ENTRIES PROVIDED Block Start

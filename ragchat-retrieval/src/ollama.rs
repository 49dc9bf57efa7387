//! Ollama embedding provider using the local Ollama HTTP API.
//!
//! This module is only available when the `ollama` feature is enabled.

use async_trait::async_trait;
use serde::{Deserialize, Serialize};
use tracing::{debug, error};

use crate::embedding::EmbeddingProvider;
use crate::error::{RagError, Result};

/// The default Ollama host for a local install.
const DEFAULT_HOST: &str = "http://127.0.0.1:11434";

/// The default embedding model.
const DEFAULT_MODEL: &str = "all-minilm";

/// The dimensionality of `all-minilm` embeddings.
const DEFAULT_DIMENSIONS: usize = 384;

/// An [`EmbeddingProvider`] backed by a local Ollama server.
///
/// Uses `reqwest` to call the `/api/embeddings` endpoint directly. Ollama has
/// no batch embedding call, so batches go through the sequential default of
/// [`EmbeddingProvider::embed_batch`].
///
/// # Configuration
///
/// - `host`: from the constructor or the `OLLAMA_HOST` environment variable,
///   defaulting to `http://127.0.0.1:11434`.
/// - `model`: defaults to `all-minilm`.
/// - `dimensions`: must match the chosen model; defaults to 384.
pub struct OllamaEmbeddingProvider {
    client: reqwest::Client,
    host: String,
    model: String,
    dimensions: usize,
}

impl OllamaEmbeddingProvider {
    /// Create a new provider against the given host.
    pub fn new(host: impl Into<String>) -> Self {
        Self {
            client: reqwest::Client::new(),
            host: host.into(),
            model: DEFAULT_MODEL.into(),
            dimensions: DEFAULT_DIMENSIONS,
        }
    }

    /// Create a provider from the `OLLAMA_HOST` environment variable,
    /// defaulting to the local install address.
    pub fn from_env() -> Self {
        let host = std::env::var("OLLAMA_HOST").unwrap_or_else(|_| DEFAULT_HOST.to_string());
        Self::new(host)
    }

    /// Set the embedding model name.
    pub fn with_model(mut self, model: impl Into<String>) -> Self {
        self.model = model.into();
        self
    }

    /// Set the dimensionality the chosen model produces.
    pub fn with_dimensions(mut self, dims: usize) -> Self {
        self.dimensions = dims;
        self
    }
}

// ── Ollama API request/response types ──────────────────────────────

#[derive(Serialize)]
struct EmbeddingRequest<'a> {
    model: &'a str,
    prompt: &'a str,
}

#[derive(Deserialize)]
struct EmbeddingResponse {
    embedding: Vec<f32>,
}

// ── EmbeddingProvider implementation ───────────────────────────────

#[async_trait]
impl EmbeddingProvider for OllamaEmbeddingProvider {
    async fn embed(&self, text: &str) -> Result<Vec<f32>> {
        debug!(provider = "Ollama", model = %self.model, text_len = text.len(), "embedding text");

        let url = format!("{}/api/embeddings", self.host);
        let request_body = EmbeddingRequest { model: &self.model, prompt: text };

        let response =
            self.client.post(&url).json(&request_body).send().await.map_err(|e| {
                error!(provider = "Ollama", error = %e, "request failed");
                RagError::Embedding {
                    provider: "Ollama".into(),
                    message: format!("request to {url} failed: {e}"),
                }
            })?;

        if !response.status().is_success() {
            let status = response.status();
            let body = response.text().await.unwrap_or_default();
            error!(provider = "Ollama", %status, "API error");
            return Err(RagError::Embedding {
                provider: "Ollama".into(),
                message: format!("API returned {status}: {body}"),
            });
        }

        let embedding_response: EmbeddingResponse = response.json().await.map_err(|e| {
            error!(provider = "Ollama", error = %e, "failed to parse response");
            RagError::Embedding {
                provider: "Ollama".into(),
                message: format!("failed to parse response: {e}"),
            }
        })?;

        if embedding_response.embedding.is_empty() {
            return Err(RagError::Embedding {
                provider: "Ollama".into(),
                message: "API returned an empty embedding".into(),
            });
        }

        Ok(embedding_response.embedding)
    }

    fn dimensions(&self) -> usize {
        self.dimensions
    }
}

ENTRIES PROVIDED Block End

PROBLEM TO SOLVE — Exactly as given, please retype all the entries.

RESULT OF THIS EXERCISE —
filename ragchat-retrieval/src/ollama.rs
repository 49dc9bf57efa7387
//! Ollama embedding provider using the local Ollama HTTP API.
//!
//! This module is only available when the `ollama` feature is enabled.

use async_trait::async_trait;
use serde::{Deserialize, Serialize};
use tracing::{debug, error};

use crate::embedding::EmbeddingProvider;
use crate::error::{RagError, Result};

/// The default Ollama host for a local install.
const DEFAULT_HOST: &str = "http://127.0.0.1:11434";

/// The default embedding model.
const DEFAULT_MODEL: &str = "all-minilm";

/// The dimensionality of `all-minilm` embeddings.
const DEFAULT_DIMENSIONS: usize = 384;

/// An [`EmbeddingProvider`] backed by a local Ollama server.
///
/// Uses `reqwest` to call the `/api/embeddings` endpoint directly. Ollama has
/// no batch embedding call, so batches go through the sequential default of
/// [`EmbeddingProvider::embed_batch`].
///
/// # Configuration
///
/// - `host`: from the constructor or the `OLLAMA_HOST` environment variable,
///   defaulting to `http://127.0.0.1:11434`.
/// - `model`: defaults to `all-minilm`.
/// - `dimensions`: must match the chosen model; defaults to 384.
pub struct OllamaEmbeddingProvider {
    client: reqwest::Client,
    host: String,
    model: String,
    dimensions: usize,
}

impl OllamaEmbeddingProvider {
    /// Create a new provider against the given host.
    pub fn new(host: impl Into<String>) -> Self {
        Self {
            client: reqwest::Client::new(),
            host: host.into(),
            model: DEFAULT_MODEL.into(),
            dimensions: DEFAULT_DIMENSIONS,
        }
    }

    /// Create a provider from the `OLLAMA_HOST` environment variable,
    /// defaulting to the local install address.
    pub fn from_env() -> Self {
        let host = std::env::var("OLLAMA_HOST").unwrap_or_else(|_| DEFAULT_HOST.to_string());
        Self::new(host)
    }

    /// Set the embedding model name.
    pub fn with_model(mut self, model: impl Into<String>) -> Self {
        self.model = model.into();
        self
    }

    /// Set the dimensionality the chosen model produces.
    pub fn with_dimensions(mut self, dims: usize) -> Self {
        self.dimensions = dims;
        self
    }
}

// ── Ollama API request/response types ──────────────────────────────

#[derive(Serialize)]
struct EmbeddingRequest<'a> {
    model: &'a str,
    prompt: &'a str,
}

#[derive(Deserialize)]
struct EmbeddingResponse {
    embedding: Vec<f32>,
}

// ── EmbeddingProvider implementation ───────────────────────────────

#[async_trait]
impl EmbeddingProvider for OllamaEmbeddingProvider {
    async fn embed(&self, text: &str) -> Result<Vec<f32>> {
        debug!(provider = "Ollama", model = %self.model, text_len = text.len(), "embedding text");

        let url = format!("{}/api/embeddings", self.host);
        let request_body = EmbeddingRequest { model: &self.model, prompt: text };

        let response =
            self.client.post(&url).json(&request_body).send().await.map_err(|e| {
                error!(provider = "Ollama", error = %e, "request failed");
                RagError::Embedding {
                    provider: "Ollama".into(),
                    message: format!("request to {url} failed: {e}"),
                }
            })?;

        if !response.status().is_success() {
            let status = response.status();
            let body = response.text().await.unwrap_or_default();
            error!(provider = "Ollama", %status, "API error");
            return Err(RagError::Embedding {
                provider: "Ollama".into(),
                message: format!("API returned {status}: {body}"),
            });
        }

        let embedding_response: EmbeddingResponse = response.json().await.map_err(|e| {
            error!(provider = "Ollama", error = %e, "failed to parse response");
            RagError::Embedding {
                provider: "Ollama".into(),
                message: format!("failed to parse response: {e}"),
            }
        })?;

        if embedding_response.embedding.is_empty() {
            return Err(RagError::Embedding {
                provider: "Ollama".into(),
                message: "API returned an empty embedding".into(),
            });
        }

        Ok(embedding_response.embedding)
    }

    fn dimensions(&self) -> usize {
        self.dimensions
    }
}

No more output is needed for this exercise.